Говорить о Владиславе Николаевиче Аристове и легко и не просто. Дело в том, что человек он очень коммуникабельный, легко идущий на контакт с любым, будь то человек искусства, или работник-мигрант, или младенец, только-только начинающий познавать этот мир. Но сегодня мы будем говорить об Аристове – авторе.
Дело в том, что все мы привыкли воспринимать его как художника, прозаика, мыслителя и философа со своим особым мировоззрением. А между тем, Владислав Аристов начинал свои первые шаги в литературе с поэзии. Как он сам говорит – со стихослогания, в далёкие шестидесятые годы прошлого века, когда ваш покорный слуга только появился на свет. Возникает естественный вопрос – почему не было публикаций? Всё просто – страна была другая. В СССР всё было регламентировано: пекарь – печёт, писатель – пишет. Поэтому самодеятельным провидцам из «провинции» было нелегко издать свою книгу или попасть на полосу в литературном журнале. Выручали только местные газеты.
Поэт Аристов тогда «не укладывался» в общепринятую парадигму стихосложения, поскольку мог спокойно «выйти» из рифмованного слога в прозаический и, скатившись с него вновь воспарить в поэтической строфе. Что ж, пусть это станет авторской узнаваемостью. Меня же, поэзия Аристова привлекает свежестью и изобразительностью образов в своих произведениях и пространственной наполненностью, а порой и обнажающим откровением.
Поэтому, после долгих споров и раздумий, нами было принято решение издать избранное из рукописных томов «общих тетрадей». Так в 2022 году появилась первая поэтическая ласточка – «Стихослогания» (12+), в 2023 – проза «Выбор судьбы» (12+), а в текущем ещё две – «Три света» (стихи) (12+) и «Равновесие» (отрывки из поэм) (12+). В настоящее время автор заканчивает работу над новой книгой прозы.
Виктор Калугин,
поэт, член Союза писателей России
Справка «ММ»
Владислав Николаевич Аристов (родился 5 ноября 1937 года) – художник, прозаик, журналист, путешественник. Заслуженный работник культуры РСФСР. Живёт в Магнитогорске.
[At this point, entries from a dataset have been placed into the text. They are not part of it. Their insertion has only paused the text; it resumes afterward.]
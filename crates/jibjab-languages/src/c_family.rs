//! Shared syntax for the C family: C, C++, Objective-C and Objective-C++.
//!
//! The four targets print, bind and branch the same way; they differ in
//! literal spellings, exception syntax and the extra print forms they accept.

use crate::profile::{MainWrapper, Operator, Recognizers, re};
use regex::Regex;

/// A C-family type prefix: optional qualifiers, a base type, pointer/reference marks.
const TYPE: &str = r"(?:const\s+)?(?:unsigned\s+|signed\s+)?(?:long\s+long|long|int|short|double|float|char|bool|BOOL|void|size_t|auto|NSInteger|NSString|std::string|string|id)\b\s*[*&]*";

pub(crate) const OPERATORS: &[(&str, Operator)] = &[
    ("==", Operator::Eq),
    ("!=", Operator::Neq),
    ("<=", Operator::Lte),
    (">=", Operator::Gte),
    ("&&", Operator::And),
    ("||", Operator::Or),
    ("<", Operator::Lt),
    (">", Operator::Gt),
    ("+", Operator::Add),
    ("-", Operator::Sub),
    ("*", Operator::Mul),
    ("/", Operator::Div),
    ("%", Operator::Mod),
    ("!", Operator::Not),
];

pub(crate) const RESERVED: &[&str] = &[
    "auto", "break", "case", "char", "const", "continue", "default", "do", "double", "else",
    "enum", "extern", "float", "for", "goto", "if", "int", "long", "return", "short", "signed",
    "sizeof", "static", "struct", "switch", "typedef", "union", "unsigned", "void", "while",
];

pub(crate) const HEADERS: &[&str] = &["// Transpiled from JibJab", "#include", "#import"];

/// Exception syntax a C-family dialect supports.
#[derive(Clone, Copy, PartialEq, Eq)]
pub(crate) enum Exceptions {
    None,
    Cpp,
    ObjC,
    Both,
}

/// Print forms a C-family dialect accepts.
#[derive(Clone, Copy, PartialEq, Eq)]
pub(crate) struct PrintForms {
    pub printf: bool,
    pub cout: bool,
    pub nslog: bool,
}

pub(crate) fn forward_decl() -> Regex {
    re(&format!(
        r"^(?:static\s+|extern\s+|inline\s+)*{TYPE}\s*[A-Za-z_]\w*\s*\([^)]*\)\s*;$"
    ))
}

pub(crate) fn main_wrapper(autoreleasepool: bool) -> MainWrapper {
    let mut openers = vec![re(r"^int\s+main\s*\([^)]*\)\s*\{$")];
    if autoreleasepool {
        openers.push(re(r"^@autoreleasepool\s*\{$"));
    }
    MainWrapper {
        openers,
        exit: Some(re(r"^return\s+0\s*;$")),
    }
}

fn emit_forms(forms: PrintForms) -> Vec<Regex> {
    let mut emit = Vec::new();
    if forms.printf {
        emit.push(re(
            r#"^printf\(\s*"%[-+ #0-9.lzh]*[a-zA-Z]\\n"\s*,\s*(?:\((?:long|int|double|char\s*\*)\)\s*)?(?P<value>.+?)\s*\)\s*;$"#,
        ));
        emit.push(re(
            r#"^printf\(\s*"(?P<text>(?:[^"\\%]|\\[^n]|%%)*)\\n"\s*\)\s*;$"#,
        ));
        emit.push(re(r"^puts\(\s*(?P<value>.+?)\s*\)\s*;$"));
    }
    if forms.cout {
        emit.push(re(
            r#"^std::cout\s*<<\s*(?P<value>.+?)\s*<<\s*(?:std::endl|"\\n")\s*;$"#,
        ));
    }
    if forms.nslog {
        emit.push(re(
            r#"^NSLog\(\s*"%(?:@|l{0,2}[dfgs])"\s*,\s*(?:\((?:long|int|double)\)\s*)?(?P<value>.+?)\s*\)\s*;$"#,
        ));
    }
    emit
}

pub(crate) fn recognizers(forms: PrintForms, exceptions: Exceptions) -> Recognizers {
    let cpp = matches!(exceptions, Exceptions::Cpp | Exceptions::Both);
    let objc = matches!(exceptions, Exceptions::ObjC | Exceptions::Both);
    let try_open = match (cpp, objc) {
        (false, false) => None,
        (true, false) => Some(re(r"^try\s*\{$")),
        (false, true) => Some(re(r"^@try\s*\{$")),
        (true, true) => Some(re(r"^@?try\s*\{$")),
    };
    let catch = (cpp || objc).then(|| {
        re(r"^(?P<close>\})?\s*@?catch\s*(?:\(\s*\.\.\.\s*\)|\(\s*(?:[\w:]+\s*[*&]?\s+)*[*&]?(?P<var>\w+)\s*\))?\s*\{$")
    });
    let throw = if cpp || objc {
        vec![re(r"^@?throw\s+(?P<value>.+?)\s*;$")]
    } else {
        Vec::new()
    };

    Recognizers {
        closer: Some(re(r"^\}\s*;?$")),
        func_def: re(&format!(
            r"^(?:static\s+|inline\s+)*{TYPE}\s*(?P<name>[A-Za-z_]\w*)\s*\((?P<params>[^)]*)\)\s*\{{$"
        )),
        for_loop: re(&format!(
            r"^for\s*\(\s*(?:{TYPE}\s*)?(?P<var>[A-Za-z_]\w*)\s*=\s*(?P<start>[^;]+?)\s*;\s*\w+\s*<\s*(?P<end>[^;=][^;]*?)\s*;[^)]*\)\s*\{{$"
        )),
        conditional: re(r"^if\s*\((?P<cond>.+)\)\s*\{$"),
        alternative: re(r"^(?P<close>\})?\s*else\s*\{$"),
        returns: re(r"^return\s+(?P<value>.+?)\s*;$"),
        emit: emit_forms(forms),
        bind: vec![
            re(&format!(
                r"^{TYPE}\s*(?P<name>[A-Za-z_]\w*)\s*=\s*(?P<value>.+?)\s*;$"
            )),
            re(r"^(?P<name>[A-Za-z_]\w*)\s*=\s*(?P<value>[^=].*?)\s*;$"),
        ],
        try_open,
        catch,
        throw,
    }
}
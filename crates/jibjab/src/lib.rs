//! The JibJab workbench.
//!
//! Ties the target-language profiles, the decompiler and the toolchain runner
//! together: configuration is layered from a global and a per-project TOML
//! file, and a [`Workbench`] runs a [`Document`]'s target sources and adopts
//! clean, hand-edited sources back into canonical text.

pub mod config;
mod workbench;

pub use config::{Config, ConfigError};
pub use jibjab_languages::{TargetId, UnknownTarget};
pub use jibjab_reverse::{Decompiled, decompile};
pub use jibjab_toolchain::{ExecutionRequest, RunError, RunMode, RunOutput, ToolchainRunner};
pub use workbench::{Document, ForwardTranspiler, Workbench, WorkbenchError};

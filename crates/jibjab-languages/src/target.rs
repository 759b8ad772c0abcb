//! The closed set of target languages.

use serde::{Deserialize, Serialize};
use std::fmt;
use std::str::FromStr;

/// A language the workbench can transpile to, run, and (mostly) read back.
#[derive(Debug, Clone, Copy, PartialEq, Eq, Hash, PartialOrd, Ord, Serialize, Deserialize)]
#[serde(rename_all = "lowercase")]
pub enum TargetId {
    Py,
    Js,
    C,
    Cpp,
    Swift,
    Objc,
    Objcpp,
    Go,
    Applescript,
    Asm,
}

impl TargetId {
    /// Every target, in display order.
    pub const ALL: [TargetId; 10] = [
        TargetId::Py,
        TargetId::Js,
        TargetId::C,
        TargetId::Cpp,
        TargetId::Swift,
        TargetId::Objc,
        TargetId::Objcpp,
        TargetId::Go,
        TargetId::Applescript,
        TargetId::Asm,
    ];

    pub fn as_str(&self) -> &'static str {
        match self {
            TargetId::Py => "py",
            TargetId::Js => "js",
            TargetId::C => "c",
            TargetId::Cpp => "cpp",
            TargetId::Swift => "swift",
            TargetId::Objc => "objc",
            TargetId::Objcpp => "objcpp",
            TargetId::Go => "go",
            TargetId::Applescript => "applescript",
            TargetId::Asm => "asm",
        }
    }

    pub(crate) fn index(self) -> usize {
        self as usize
    }
}

impl fmt::Display for TargetId {
    fn fmt(&self, f: &mut fmt::Formatter<'_>) -> fmt::Result {
        f.write_str(self.as_str())
    }
}

/// Error for an identifier that names no target.
#[derive(Debug, Clone, PartialEq, Eq, thiserror::Error)]
#[error("unknown target '{0}' (expected one of: py, js, c, cpp, swift, objc, objcpp, go, applescript, asm)")]
pub struct UnknownTarget(pub String);

impl FromStr for TargetId {
    type Err = UnknownTarget;

    fn from_str(s: &str) -> Result<Self, Self::Err> {
        match s.to_ascii_lowercase().as_str() {
            "py" | "python" => Ok(TargetId::Py),
            "js" | "javascript" => Ok(TargetId::Js),
            "c" => Ok(TargetId::C),
            "cpp" | "c++" => Ok(TargetId::Cpp),
            "swift" => Ok(TargetId::Swift),
            "objc" | "objective-c" => Ok(TargetId::Objc),
            "objcpp" | "objective-c++" => Ok(TargetId::Objcpp),
            "go" => Ok(TargetId::Go),
            "applescript" => Ok(TargetId::Applescript),
            "asm" | "assembly" => Ok(TargetId::Asm),
            _ => Err(UnknownTarget(s.to_string())),
        }
    }
}
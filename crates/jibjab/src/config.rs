//! Configuration for jibjab.
//!
//! Loads config from:
//! 1. Global: `$XDG_CONFIG_HOME/jibjab/config.toml` (or `~/.config/jibjab/config.toml`)
//! 2. Per-project: `.jibjab/config.toml` (overrides global)
//!
//! Example config.toml:
//! ```toml
//! [toolchain]
//! scratch_dir = "/tmp/jibjab"
//! search_path = ["/opt/homebrew/bin"]
//!
//! [toolchain.targets.c]
//! compile = ["cc", "-O2", "-o", "{out}", "{src}"]
//!
//! [interactive]
//! poll_interval_ms = 300
//! ```

use jibjab_toolchain::{InteractiveConfig, ToolchainConfig, ToolchainRunner};
use serde::{Deserialize, Serialize};
use std::path::{Path, PathBuf};
use thiserror::Error;
use tracing::{debug, warn};

#[derive(Debug, Error)]
pub enum ConfigError {
    #[error("failed to read {}: {source}", path.display())]
    Read {
        path: PathBuf,
        #[source]
        source: std::io::Error,
    },
    #[error("invalid config {}: {source}", path.display())]
    Parse {
        path: PathBuf,
        #[source]
        source: toml::de::Error,
    },
}

/// Root configuration structure.
#[derive(Debug, Clone, Default, PartialEq, Eq, Deserialize, Serialize)]
#[serde(default)]
pub struct Config {
    pub toolchain: ToolchainConfig,
    pub interactive: InteractiveConfig,
}

impl Config {
    /// Load configuration for a project rooted at `root`.
    ///
    /// A file that cannot be read or parsed is skipped with a warning.
    pub fn load(root: &Path) -> Self {
        Self::load_layers(Self::global_config_path().as_deref(), root)
    }

    /// Load with an explicit global config path.
    pub fn load_layers(global: Option<&Path>, root: &Path) -> Self {
        let mut config = Self::default();
        let project = Self::project_config_path(root);
        for path in global.into_iter().chain([project.as_path()]) {
            match Self::load_file(path) {
                Ok(Some(layer)) => {
                    debug!(path = %path.display(), "loaded config");
                    config = config.merge(layer);
                }
                Ok(None) => {}
                Err(e) => warn!("{e}; using defaults for this layer"),
            }
        }
        config
    }

    pub fn global_config_path() -> Option<PathBuf> {
        let config_home = std::env::var("XDG_CONFIG_HOME")
            .map(PathBuf::from)
            .ok()
            .or_else(|| dirs::home_dir().map(|h| h.join(".config")))?;
        Some(config_home.join("jibjab").join("config.toml"))
    }

    pub fn project_config_path(root: &Path) -> PathBuf {
        root.join(".jibjab").join("config.toml")
    }

    /// Read one config file. A missing file is `Ok(None)`.
    pub fn load_file(path: &Path) -> Result<Option<Self>, ConfigError> {
        let content = match std::fs::read_to_string(path) {
            Ok(content) => content,
            Err(e) if e.kind() == std::io::ErrorKind::NotFound => return Ok(None),
            Err(source) => {
                return Err(ConfigError::Read {
                    path: path.to_path_buf(),
                    source,
                });
            }
        };
        toml::from_str(&content)
            .map(Some)
            .map_err(|source| ConfigError::Parse {
                path: path.to_path_buf(),
                source,
            })
    }

    /// Layer `other` over `self`; anything `other` sets wins.
    pub fn merge(self, other: Self) -> Self {
        Self {
            toolchain: self.toolchain.merge(other.toolchain),
            interactive: self.interactive.merge(other.interactive),
        }
    }

    pub fn runner(&self) -> ToolchainRunner {
        ToolchainRunner::new(self.toolchain.clone(), self.interactive.clone())
    }
}
//! Target language support for the JibJab workbench.
//!
//! Each target is described by one immutable [`LanguageProfile`]: how it
//! spells literals and operators, how its lines are recognized when reading
//! source back into JibJab, and how it is compiled and run. Profiles are
//! built once and looked up by [`TargetId`].
//!
//! # Example
//!
//! ```
//! use jibjab_languages::{profile, BlockStyle, TargetId};
//!
//! let py = profile(TargetId::Py);
//! assert_eq!(py.extension, "py");
//! assert_eq!(py.block_style, BlockStyle::Indentation);
//! ```

mod applescript;
mod asm;
mod c;
mod c_family;
mod cpp;
mod go;
mod javascript;
mod objc;
mod profile;
mod python;
mod registry;
mod swift;
mod target;

pub use profile::{
    BlockStyle, LanguageProfile, Literals, MainWrapper, Operator, ParamStyle, Quirks,
    Recognizers, ToolchainDefaults,
};
pub use registry::{profile, profile_for_extension, profiles};
pub use target::{TargetId, UnknownTarget};
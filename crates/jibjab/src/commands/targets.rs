//! Targets command - what each target supports on this machine.

use jibjab::{Config, TargetId};
use jibjab_languages::profiles;
use serde::Serialize;

#[derive(Serialize)]
struct TargetRow {
    id: TargetId,
    name: &'static str,
    extension: &'static str,
    decompile: bool,
    available: bool,
}

pub fn cmd_targets(config: &Config, json: bool) -> i32 {
    let runner = config.runner();
    let rows: Vec<TargetRow> = profiles()
        .map(|p| TargetRow {
            id: p.target,
            name: p.name,
            extension: p.extension,
            decompile: p.recognizers.is_some(),
            available: runner.is_available(p.target),
        })
        .collect();

    if json {
        println!("{}", serde_json::to_string_pretty(&rows).unwrap_or_default());
        return 0;
    }

    let yes_no = |b: bool| if b { "yes" } else { "no" };
    println!(
        "{:<12} {:<16} {:<12} {:<10} {}",
        "ID", "NAME", "EXTENSION", "DECOMPILE", "AVAILABLE"
    );
    for row in &rows {
        println!(
            "{:<12} {:<16} {:<12} {:<10} {}",
            row.id.as_str(),
            row.name,
            format!(".{}", row.extension),
            yes_no(row.decompile),
            yes_no(row.available)
        );
    }
    0
}
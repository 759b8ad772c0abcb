//! Canonical JibJab spellings.

use jibjab_languages::Operator;

pub const ELSE: &str = "<~else>>";
pub const TRY: &str = "<~try>>";
pub const END: &str = "<~>>";
pub const YES: &str = "~yep";
pub const NO: &str = "~nope";
pub const NIL: &str = "~nil";
pub const NUMBER_PREFIX: char = '#';
/// One nesting level.
pub const INDENT: &str = "  ";

pub fn emit(expr: &str) -> String {
    format!("~>frob{{7a3}}::emit({expr})")
}

pub fn bind(name: &str, value: &str) -> String {
    format!("~>snag{{{name}}}::val({value})")
}

pub fn yeet(value: &str) -> String {
    format!("~>yeet{{{value}}}")
}

pub fn kaboom(value: &str) -> String {
    format!("~>kaboom{{{value}}}")
}

pub fn invoke(name: &str, args: &str) -> String {
    format!("~>invoke{{{name}}}::with({args})")
}

pub fn morph(name: &str, params: &[String]) -> String {
    format!("<~morph{{{name}({})}}>>", params.join(", "))
}

pub fn loop_range(var: &str, start: &str, end: &str) -> String {
    format!("<~loop{{{var}:{start}..{end}}}>>")
}

pub fn when(cond: &str) -> String {
    format!("<~when{{{cond}}}>>")
}

pub fn oops(var: Option<&str>) -> String {
    match var {
        Some(var) => format!("<~oops>> {var}"),
        None => "<~oops>>".to_string(),
    }
}

pub fn comment(text: &str) -> String {
    format!("@@ {}", text.trim())
}

/// The canonical token for a surface operator.
pub fn operator(op: Operator) -> &'static str {
    match op {
        Operator::Add => "<+>",
        Operator::Sub => "<->",
        Operator::Mul => "<*>",
        Operator::Div => "</>",
        Operator::Mod => "<%>",
        Operator::Eq => "<=>",
        Operator::Neq => "<!=>",
        Operator::Lt => "<lt>",
        Operator::Gt => "<gt>",
        Operator::Lte => "<lte>",
        Operator::Gte => "<gte>",
        Operator::And => "<&&>",
        Operator::Or => "<||>",
        Operator::Not => "<!>",
    }
}
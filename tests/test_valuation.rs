use valoracao::domain::valuation::{
    calculate_barsi, calculate_dcf, calculate_graham, calculate_peter_lynch, ceiling_price,
    BarsiInput, DcfInput, GrahamInput, PeterLynchInput, ValuationResult,
};
use valoracao::domain::values::peg_classification::PegClassification;
use valoracao::domain::values::signal::Signal;

fn assert_close(a: f64, b: f64) {
    assert!((a - b).abs() <= 1e-9 * b.abs().max(1.0), "{a} != {b}");
}

fn assert_ceiling_invariant(r: &ValuationResult, safety_margin: f64) {
    assert_close(r.ceiling_price, r.intrinsic_value * (1.0 - safety_margin / 100.0));
    assert_eq!(r.ceiling_price, ceiling_price(r.intrinsic_value, safety_margin));
}

#[test]
fn test_graham_matches_closed_form() {
    for lpa in [0.5, 1.0, 2.37, 10.0] {
        for vpa in [1.0, 7.5, 18.0, 42.1] {
            let r = calculate_graham(&GrahamInput {
                lpa,
                vpa,
                current_price: 25.0,
                safety_margin: 30.0,
            });
            assert_close(r.intrinsic_value, (22.5 * lpa * vpa).sqrt());
        }
    }
}

#[test]
fn test_graham_non_positive_product_is_exactly_zero() {
    for (lpa, vpa) in [(0.0, 10.0), (-1.0, 10.0), (1.0, -10.0), (0.0, 0.0)] {
        let r = calculate_graham(&GrahamInput {
            lpa,
            vpa,
            current_price: 25.0,
            safety_margin: 30.0,
        });
        assert_eq!(r.intrinsic_value, 0.0);
        assert_eq!(r.safety_margin_percent, 0.0);
    }
}

#[test]
fn test_ceiling_invariant_for_every_method() {
    for margin in [0.0, 10.0, 25.0, 50.0, 100.0] {
        let g = calculate_graham(&GrahamInput {
            lpa: 2.0,
            vpa: 18.0,
            current_price: 20.0,
            safety_margin: margin,
        });
        assert_ceiling_invariant(&g, margin);

        let b = calculate_barsi(&BarsiInput {
            current_dy: 9.0,
            desired_dy: 6.0,
            current_price: 20.0,
            safety_margin: margin,
        });
        assert_ceiling_invariant(&b, margin);

        let d = calculate_dcf(&DcfInput {
            free_cash_flow: 5_000_000.0,
            growth_rate: 8.0,
            discount_rate: 11.0,
            projection_years: 5,
            total_shares: 1_000_000.0,
            current_price: 20.0,
            safety_margin: margin,
        });
        assert_ceiling_invariant(&d, margin);

        let l = calculate_peter_lynch(&PeterLynchInput {
            lpa: 2.0,
            growth_rate: 12.0,
            pl_ratio: Some(9.0),
            current_price: 20.0,
            safety_margin: margin,
        });
        assert_ceiling_invariant(&l, margin);
    }
}

#[test]
fn test_signal_boundaries() {
    assert_eq!(Signal::classify(95.00, 100.0), Signal::Buy);
    assert_eq!(Signal::classify(95.01, 100.0), Signal::Neutral);
    assert_eq!(Signal::classify(110.00, 100.0), Signal::Neutral);
    assert_eq!(Signal::classify(110.01, 100.0), Signal::Expensive);
}

#[test]
fn test_method_signal_uses_ceiling() {
    // Lynch: 5 * 20 = 100 intrinsic, 0% margin, ceiling 100.
    let at = |price: f64| {
        calculate_peter_lynch(&PeterLynchInput {
            lpa: 5.0,
            growth_rate: 20.0,
            pl_ratio: None,
            current_price: price,
            safety_margin: 0.0,
        })
        .signal
    };
    assert_eq!(at(95.0), Signal::Buy);
    assert_eq!(at(100.0), Signal::Neutral);
    assert_eq!(at(111.0), Signal::Expensive);
}

#[test]
fn test_barsi_example() {
    let r = calculate_barsi(&BarsiInput {
        current_dy: 8.0,
        desired_dy: 6.0,
        current_price: 30.0,
        safety_margin: 25.0,
    });
    assert_close(r.intrinsic_value, 40.0);
    assert_close(r.ceiling_price, 30.0);
    assert_eq!(r.method, "Luiz Barsi");
}

#[test]
fn test_dcf_is_bit_identical_across_calls() {
    let input = DcfInput {
        free_cash_flow: 123_456_789.0,
        growth_rate: 7.3,
        discount_rate: 10.9,
        projection_years: 12,
        total_shares: 4_567_890.0,
        current_price: 18.2,
        safety_margin: 30.0,
    };
    let a = calculate_dcf(&input);
    let b = calculate_dcf(&input);
    assert_eq!(a.intrinsic_value.to_bits(), b.intrinsic_value.to_bits());
    assert_eq!(a.ceiling_price.to_bits(), b.ceiling_price.to_bits());
    assert_eq!(a.safety_margin_percent.to_bits(), b.safety_margin_percent.to_bits());
    assert_eq!(a.upside_percent.to_bits(), b.upside_percent.to_bits());
    assert_eq!(a.signal, b.signal);
}

#[test]
fn test_peter_lynch_example() {
    let r = calculate_peter_lynch(&PeterLynchInput {
        lpa: 5.0,
        growth_rate: 15.0,
        pl_ratio: Some(12.0),
        current_price: 60.0,
        safety_margin: 25.0,
    });
    assert_eq!(r.intrinsic_value, 75.0);
    assert_close(r.peg.unwrap(), 0.8);
    assert_eq!(r.peg_classification, Some(PegClassification::Cheap));

    let r = calculate_peter_lynch(&PeterLynchInput {
        lpa: 5.0,
        growth_rate: 15.0,
        pl_ratio: None,
        current_price: 60.0,
        safety_margin: 25.0,
    });
    assert_eq!(r.intrinsic_value, 75.0);
    assert_eq!(r.peg, None);
    assert_eq!(r.peg_classification, None);
}

#[test]
fn test_input_records_accept_camel_case_json() {
    let input: DcfInput = serde_json::from_str(
        r#"{"freeCashFlow":1000,"growthRate":5,"discountRate":10,"projectionYears":5,
            "totalShares":100,"currentPrice":10,"safetyMargin":20}"#,
    )
    .unwrap();
    assert_eq!(input.projection_years, 5);

    let input: PeterLynchInput =
        serde_json::from_str(r#"{"lpa":2,"growthRate":10,"currentPrice":15,"safetyMargin":25}"#)
            .unwrap();
    assert_eq!(input.pl_ratio, None);
}
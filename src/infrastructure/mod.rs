pub mod quotes;
pub mod storage;
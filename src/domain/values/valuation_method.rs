use serde::{Deserialize, Serialize};
use std::fmt;
use std::str::FromStr;

/// The four valuation heuristics the engine knows about.
#[derive(Debug, Clone, Copy, PartialEq, Eq, Hash, Serialize, Deserialize)]
#[serde(rename_all = "lowercase")]
pub enum ValuationMethod {
    Graham,
    Barsi,
    Dcf,
    Lynch,
}

impl ValuationMethod {
    pub const ALL: [ValuationMethod; 4] = [
        ValuationMethod::Graham,
        ValuationMethod::Barsi,
        ValuationMethod::Dcf,
        ValuationMethod::Lynch,
    ];

    /// Human-readable name carried in `ValuationResult::method`.
    pub fn display_name(&self) -> &'static str {
        match self {
            ValuationMethod::Graham => "Benjamin Graham",
            ValuationMethod::Barsi => "Luiz Barsi",
            ValuationMethod::Dcf => "Discounted Cash Flow",
            ValuationMethod::Lynch => "Peter Lynch (PEG)",
        }
    }
}

impl fmt::Display for ValuationMethod {
    fn fmt(&self, f: &mut fmt::Formatter<'_>) -> fmt::Result {
        match self {
            ValuationMethod::Graham => write!(f, "graham"),
            ValuationMethod::Barsi => write!(f, "barsi"),
            ValuationMethod::Dcf => write!(f, "dcf"),
            ValuationMethod::Lynch => write!(f, "lynch"),
        }
    }
}

impl FromStr for ValuationMethod {
    type Err = String;
    fn from_str(s: &str) -> Result<Self, Self::Err> {
        match s.to_lowercase().as_str() {
            "graham" => Ok(ValuationMethod::Graham),
            "barsi" => Ok(ValuationMethod::Barsi),
            "dcf" => Ok(ValuationMethod::Dcf),
            "lynch" | "peg" => Ok(ValuationMethod::Lynch),
            _ => Err(format!("Unknown valuation method: {s}")),
        }
    }
}
pub mod peg_classification;
pub mod signal;
pub mod valuation_method;
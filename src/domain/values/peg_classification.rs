use serde::{Deserialize, Serialize};
use std::fmt;
use std::str::FromStr;

/// PEG ratio bucket used by the Peter Lynch method.
#[derive(Debug, Clone, Copy, PartialEq, Eq, Hash, Serialize, Deserialize)]
pub enum PegClassification {
    #[serde(rename = "cheap", alias = "Barato")]
    Cheap,
    #[serde(rename = "fair", alias = "Justo")]
    Fair,
    #[serde(rename = "expensive", alias = "Caro")]
    Expensive,
}

impl PegClassification {
    /// `peg < 1` is cheap, `1 <= peg <= 1.5` is fair, anything above is expensive.
    pub fn from_peg(peg: f64) -> Self {
        if peg < 1.0 {
            PegClassification::Cheap
        } else if peg <= 1.5 {
            PegClassification::Fair
        } else {
            PegClassification::Expensive
        }
    }
}

impl fmt::Display for PegClassification {
    fn fmt(&self, f: &mut fmt::Formatter<'_>) -> fmt::Result {
        match self {
            PegClassification::Cheap => write!(f, "cheap"),
            PegClassification::Fair => write!(f, "fair"),
            PegClassification::Expensive => write!(f, "expensive"),
        }
    }
}

impl FromStr for PegClassification {
    type Err = String;
    fn from_str(s: &str) -> Result<Self, Self::Err> {
        match s.to_lowercase().as_str() {
            "cheap" | "barato" => Ok(PegClassification::Cheap),
            "fair" | "justo" => Ok(PegClassification::Fair),
            "expensive" | "caro" => Ok(PegClassification::Expensive),
            _ => Err(format!("Unknown PEG classification: {s}")),
        }
    }
}
//! Tracing subscriber setup. Logs go to stderr; stdout carries command output.

use tracing_subscriber::prelude::*;
use tracing_subscriber::EnvFilter;

/// HTTP stack modules pinned to `warn` unless `RUST_LOG` says otherwise.
pub const NOISY_MODULES: &[&str] = &["hyper", "hyper_util", "reqwest", "h2", "rustls"];

fn build_filter(log_level: &str) -> EnvFilter {
    if let Ok(filter) = EnvFilter::try_from_default_env() {
        return filter;
    }

    let mut directives = String::from(log_level);
    for module in NOISY_MODULES {
        directives.push_str(&format!(",{module}=warn"));
    }
    EnvFilter::new(directives)
}

/// `log_format` is `"json"` or anything else for human-readable output.
pub fn init_logging(log_level: &str, log_format: &str) {
    let subscriber = tracing_subscriber::registry().with(build_filter(log_level));

    if log_format == "json" {
        let fmt_layer = tracing_subscriber::fmt::layer()
            .json()
            .with_writer(std::io::stderr)
            .with_target(true);
        let _ = subscriber.with(fmt_layer).try_init();
    } else {
        let fmt_layer = tracing_subscriber::fmt::layer()
            .with_writer(std::io::stderr)
            .with_target(false);
        let _ = subscriber.with(fmt_layer).try_init();
    }

    tracing::debug!(log_level, log_format, "logging initialized");
}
В 1960 году окончил Челябинский политехнический институт, ныне – Южно-Уральский государственный университет. В 1960–2000 годах работал инженером-электриком на ММК.
В 1970 его иллюстрации к поэме «Измаил-бей» (12+) приобретены Государственным музеем М. Ю. Лермонтова в Тарханах. В 1981 удостоен звания «Заслуженный работник культуры РСФСР», в 1989 – диплома «Золотое перо» газеты «Магнитогорский рабочий» (16+). В середине 1990-х вёл литературоведческую рубрику «Беседы с книгами» в газете «Магнитогорский металл» (16+).
В 1997 году вышла первая книга Владислава Аристова «Послушник» (16+). Всего же у Владислава Николаевича опубликовано более 20 книг, буклет и каталог графических работ.
В 1999–2000 годах Владислав Аристов работал ведущим инженером на строительстве Свято-Вознесенского собора в Магнитогорске.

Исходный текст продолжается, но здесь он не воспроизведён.